Après les mots, les actes
Impeccables pendant les 40 premières minutes sur tous les regroupements, les Bleus ont été légèrement plus pénalisés par l’arbitre australien Steve Walsh, et ont semblé souffrir physiquement. Ben Foden en a profité pour prendre l’intérieur sur Imanol Harinordoquy et inscrire le premier essai anglais (55e). Et Mark Cueto (77e) a profité d’un long arbitrage vidéo, avant que Toby Flood manque inexplicablement la transformation. Mais les remplaçants ont entre-temps redonné du souffle aux Bleus. Ils ont pu multiplier à nouveau les ballons récupérés, pousser les Anglais à les échapper tellement de fois, avec notamment une troisième ligne exceptionnelle. Capitaine abandonné depuis un mois en Nouvelle-Zélande, Thierry Dusautoir a été un exemple. Comme Imanol Harinordoquy et Julien Bonnaire à ses côtés.
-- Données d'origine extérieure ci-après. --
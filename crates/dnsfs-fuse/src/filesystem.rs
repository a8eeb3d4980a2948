//! The dnsfs engine.
//!
//! `DnsFs` implements the `FuseOps` trait for one record type. It owns the
//! inode/name registry and the per-name query cache, and delegates all DNS
//! traffic to an `Arc<dyn DnsClient>`. One instance is created per record
//! type; instances share no mutable state.
//!
//! The engine is a point-in-time lazy cache over DNS, not a resolver:
//! every attribute access of a dot-name re-fetches and overwrites the
//! cached wire response, directory listings resolve independently of that
//! cache, and nothing is invalidated on a TTL schedule.

use std::collections::HashMap;
use std::sync::Arc;
use std::time::Duration;

use bytes::Bytes;
use parking_lot::Mutex;
use tracing::{debug, info};

use dnsfs_resolver::{AnswerSet, DnsTcpClient, ResolveError};
use dnsfs_types::{Gid, Ino, RecordType, Uid};

use crate::config::MountConfig;
use crate::ops::FuseOps;
use crate::registry::{NameRegistry, NodeKind};
use crate::reply::*;
use crate::types::*;

// ── Client trait ────────────────────────────────────────────────────────────

/// Abstraction over the DNS resolution layer.
///
/// The engine delegates all network traffic to this trait. In production
/// it is backed by [`DnsTcpClient`]; in tests it is mocked.
#[async_trait::async_trait]
pub trait DnsClient: Send + Sync + 'static {
    /// One raw query; the response is the leaf file content.
    async fn raw_query(&self, name: &str, rtype: RecordType) -> Result<Bytes, ResolveError>;

    /// One record-set resolution; the answers become directory entries.
    async fn resolve(&self, name: &str, rtype: RecordType) -> Result<AnswerSet, ResolveError>;
}

#[async_trait::async_trait]
impl DnsClient for DnsTcpClient {
    async fn raw_query(&self, name: &str, rtype: RecordType) -> Result<Bytes, ResolveError> {
        DnsTcpClient::raw_query(self, name, rtype).await
    }

    async fn resolve(&self, name: &str, rtype: RecordType) -> Result<AnswerSet, ResolveError> {
        DnsTcpClient::resolve(self, name, rtype).await
    }
}

// ── Engine ──────────────────────────────────────────────────────────────────

/// The filesystem engine for one record type.
pub struct DnsFs {
    /// The record type this instance is fixed to.
    record_type: RecordType,

    /// DNS client all queries go through.
    client: Arc<dyn DnsClient>,

    /// Mount configuration.
    config: Arc<MountConfig>,

    /// The inode/name bijection. Grows monotonically, never shrinks.
    registry: NameRegistry,

    /// Last wire response per dot-name. Overwritten on every re-fetch.
    answer_cache: Mutex<HashMap<String, Bytes>>,

    /// Effective identity of the serving process, stamped on every node.
    owner_uid: Uid,
    owner_gid: Gid,
}

/// The effective uid/gid of the current process.
pub fn process_owner() -> (Uid, Gid) {
    // SAFETY: geteuid/getegid cannot fail and take no arguments.
    unsafe { (Uid(libc::geteuid()), Gid(libc::getegid())) }
}

impl DnsFs {
    pub fn new(record_type: RecordType, client: Arc<dyn DnsClient>, config: Arc<MountConfig>) -> Self {
        let (owner_uid, owner_gid) = process_owner();
        Self {
            record_type,
            client,
            config,
            registry: NameRegistry::new(),
            answer_cache: Mutex::new(HashMap::new()),
            owner_uid,
            owner_gid,
        }
    }

    pub fn record_type(&self) -> RecordType {
        self.record_type
    }

    pub fn config(&self) -> &MountConfig {
        &self.config
    }

    /// Number of names the registry has materialized.
    pub fn known_names(&self) -> usize {
        self.registry.len()
    }

    /// Number of dot-names with a cached wire response.
    pub fn cached_responses(&self) -> usize {
        self.answer_cache.lock().len()
    }

    /// Synthesize attributes for a node of the given kind.
    ///
    /// All timestamps are "now + ttl_hint" so the adapter's attribute cache
    /// roughly tracks the DNS TTL of the answer set a node came from.
    fn attr_for_kind(&self, ino: u64, kind: NodeKind, size: u64, ttl_hint: u64) -> FileAttr {
        let (mode, nlink) = if kind.is_directory() {
            (DIR_MODE, 2)
        } else {
            (LEAF_MODE, 1)
        };
        let stamp = stamp_after(ttl_hint);
        FileAttr {
            ino,
            size,
            blocks: (size + 511) / 512,
            atime: stamp,
            mtime: stamp,
            ctime: stamp,
            mode,
            nlink,
            uid: self.owner_uid.0,
            gid: self.owner_gid.0,
            rdev: 0,
            blksize: 512,
        }
    }

    /// Fetch the wire response for a dot-name and cache it under the name,
    /// overwriting any previous response.
    async fn fetch_and_cache(&self, name: &str) -> Result<Bytes, ResolveError> {
        let wire = self.client.raw_query(name, self.record_type).await?;
        self.answer_cache
            .lock()
            .insert(name.to_string(), wire.clone());
        Ok(wire)
    }

    /// The attribute decision table.
    ///
    /// A terminal leaf triggers a synchronous fetch; its failure is
    /// reported as "no such entry" without distinguishing the DNS-level
    /// reason. Directories and placeholders never touch the network.
    async fn synthesize_attr(&self, ino: u64, ttl_hint: u64) -> FuseResult<FileAttr> {
        let kind = self.registry.node_kind(Ino(ino));
        match kind {
            NodeKind::TerminalLeaf => {
                let name = self.registry.name_of(Ino(ino)).ok_or(libc::ENOENT)?;
                match self.fetch_and_cache(&name).await {
                    Ok(wire) => Ok(self.attr_for_kind(ino, kind, wire.len() as u64, ttl_hint)),
                    Err(err) => {
                        debug!(name, %err, "query failed");
                        Err(libc::ENOENT)
                    }
                }
            }
            NodeKind::Root | NodeKind::Directory | NodeKind::Placeholder => {
                Ok(self.attr_for_kind(ino, kind, 0, ttl_hint))
            }
        }
    }

    /// Turn a record's textual form into a single path component by
    /// substituting the path separator with the visually similar U+FF0F.
    fn display_name(text: &str) -> String {
        text.replace('/', "\u{FF0F}")
    }
}

#[async_trait::async_trait]
impl FuseOps for DnsFs {
    async fn init(&self) -> FuseResult<()> {
        info!(record_type = %self.record_type, "dnsfs_init");
        Ok(())
    }

    async fn destroy(&self) {
        info!(record_type = %self.record_type, "dnsfs_destroy");
    }

    async fn lookup(
        &self,
        ctx: FuseRequestContext,
        parent: u64,
        name: &str,
    ) -> FuseResult<ReplyEntry> {
        debug!(parent, name, pid = ctx.pid, "lookup");

        // Names materialize only directly under the root.
        if parent != FUSE_ROOT_ID {
            return Err(libc::ENOENT);
        }

        let ino = self.registry.resolve_or_allocate(name);
        let attr = self.synthesize_attr(ino.0, 0).await?;

        Ok(ReplyEntry {
            entry: FuseEntryParam {
                ino: ino.0,
                generation: 0,
                attr,
                attr_timeout: Duration::ZERO,
                entry_timeout: Duration::ZERO,
            },
        })
    }

    async fn forget(&self, ino: u64, nlookup: u64) {
        // Identities are never reused while the instance runs.
        debug!(ino, nlookup, "forget");
    }

    async fn getattr(
        &self,
        ctx: FuseRequestContext,
        ino: u64,
        _fh: Option<u64>,
    ) -> FuseResult<ReplyAttr> {
        debug!(ino, pid = ctx.pid, "getattr");
        let attr = self.synthesize_attr(ino, 0).await?;
        Ok(ReplyAttr {
            attr,
            attr_timeout: Duration::ZERO,
        })
    }

    async fn access(&self, ctx: FuseRequestContext, ino: u64, mask: i32) -> FuseResult<()> {
        debug!(ino, mask, pid = ctx.pid, "access");
        Ok(())
    }

    async fn opendir(&self, ctx: FuseRequestContext, ino: u64) -> FuseResult<ReplyOpen> {
        debug!(ino, pid = ctx.pid, "opendir");
        if ino != FUSE_ROOT_ID && !self.registry.contains(Ino(ino)) {
            return Err(libc::ENOENT);
        }
        Ok(ReplyOpen {
            fh: ino,
            direct_io: false,
            nonseekable: false,
        })
    }

    async fn readdir(
        &self,
        ctx: FuseRequestContext,
        ino: u64,
        _fh: u64,
        offset: i64,
    ) -> FuseResult<ReplyDirectory> {
        debug!(ino, offset, pid = ctx.pid, "readdir");

        // The root is left empty: the tree below it is populated lazily by
        // lookups, not pre-enumerated.
        if ino == FUSE_ROOT_ID {
            return Ok(ReplyDirectory { entries: vec![] });
        }

        let name = self.registry.name_of(Ino(ino)).ok_or(libc::ENOENT)?;

        // An independent resolution, not the leaf cache. Failure means an
        // empty directory, never an error.
        let answers = match self.client.resolve(&name, self.record_type).await {
            Ok(answers) => answers,
            Err(err) => {
                debug!(name, %err, "resolution failed, serving empty listing");
                AnswerSet::default()
            }
        };

        // The listing is produced in one pass; nonzero cursors mean the
        // pass is over.
        if offset != 0 {
            return Ok(ReplyDirectory { entries: vec![] });
        }

        let ttl_hint = u64::from(answers.ttl);
        let mut entries = Vec::with_capacity(answers.records.len());
        for (idx, record) in answers.records.iter().enumerate() {
            let transient_ino = TRANSIENT_INO_BASE + idx as u64 + 1;
            let attr = self.synthesize_attr(transient_ino, ttl_hint).await?;
            entries.push(FuseDirEntry {
                ino: transient_ino,
                offset: (idx + 1) as i64,
                name: Self::display_name(&record.text),
                attr,
                attr_ttl: Duration::from_secs(ttl_hint),
            });
        }

        Ok(ReplyDirectory { entries })
    }

    async fn open(&self, ctx: FuseRequestContext, ino: u64, flags: i32) -> FuseResult<ReplyOpen> {
        debug!(ino, flags, pid = ctx.pid, "open");

        if OpenFlags::from_raw(flags).is_writable() {
            return Err(libc::EACCES);
        }

        match self.registry.node_kind(Ino(ino)) {
            NodeKind::Root | NodeKind::Directory => Err(libc::EISDIR),
            // direct_io + nonseekable: the cached length changes between
            // fetches, so the kernel must not cache pages or trust sizes.
            NodeKind::TerminalLeaf => Ok(ReplyOpen {
                fh: ino,
                direct_io: true,
                nonseekable: true,
            }),
            NodeKind::Placeholder => Err(libc::EACCES),
        }
    }

    async fn read(
        &self,
        ctx: FuseRequestContext,
        ino: u64,
        _fh: u64,
        offset: i64,
        size: u32,
    ) -> FuseResult<ReplyData> {
        debug!(ino, offset, size, pid = ctx.pid, "read");

        let name = self.registry.name_of(Ino(ino)).ok_or(libc::EACCES)?;
        let wire = self
            .answer_cache
            .lock()
            .get(&name)
            .cloned()
            .ok_or(libc::ENOENT)?;

        let start = usize::try_from(offset.max(0)).unwrap_or(usize::MAX).min(wire.len());
        let end = start.saturating_add(size as usize).min(wire.len());
        Ok(ReplyData {
            data: wire.slice(start..end),
        })
    }

    async fn release(
        &self,
        ctx: FuseRequestContext,
        ino: u64,
        _fh: u64,
        _flags: i32,
    ) -> FuseResult<()> {
        debug!(ino, pid = ctx.pid, "release");
        Ok(())
    }

    async fn setxattr(
        &self,
        _ctx: FuseRequestContext,
        ino: u64,
        name: &str,
        _value: &[u8],
        _flags: i32,
    ) -> FuseResult<()> {
        debug!(ino, name, "setxattr rejected");
        Err(libc::ENOTSUP)
    }
}

impl std::fmt::Debug for DnsFs {
    fn fmt(&self, f: &mut std::fmt::Formatter<'_>) -> std::fmt::Result {
        f.debug_struct("DnsFs")
            .field("record_type", &self.record_type)
            .field("known_names", &self.registry.len())
            .field("cached_responses", &self.answer_cache.lock().len())
            .finish()
    }
}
Comme les petits modèles de la charnière, Morgan Parra et Dimitri Yachvili, qui ont proposé sans peur leurs épaules ou attrapé les jambes, quand Manu Tuilagi a déboulé face à eux. Comme ces trois-quarts aux appuis de feu. Comme, aussi, François Trinh-Duc. Ecarté depuis trois matchs, il a été précieux pendant les 25 dernières minutes. En trouvant deux touches dans les 22 mètres du XV de la Rose puis en passant un drop à la 73e. Un symbole. Mais il y en a tellement d’autres. Une rage et une implication maximales. Des attitudes d’hommes, courageux, remontés, avant même le coup d’envoi ou entre deux mêlées, à l’image de William Servat secouant Jean-Baptiste Poux et Nicolas Mas. Il s’est passé quelque chose cette semaine, après l’humiliation tonguienne. Il y a eu des mots. Et désormais des actes. Ils sont irréels, ces Bleus. Donnés pour morts, ils seront en finale en cas de victoire samedi prochain contre le pays de Galles.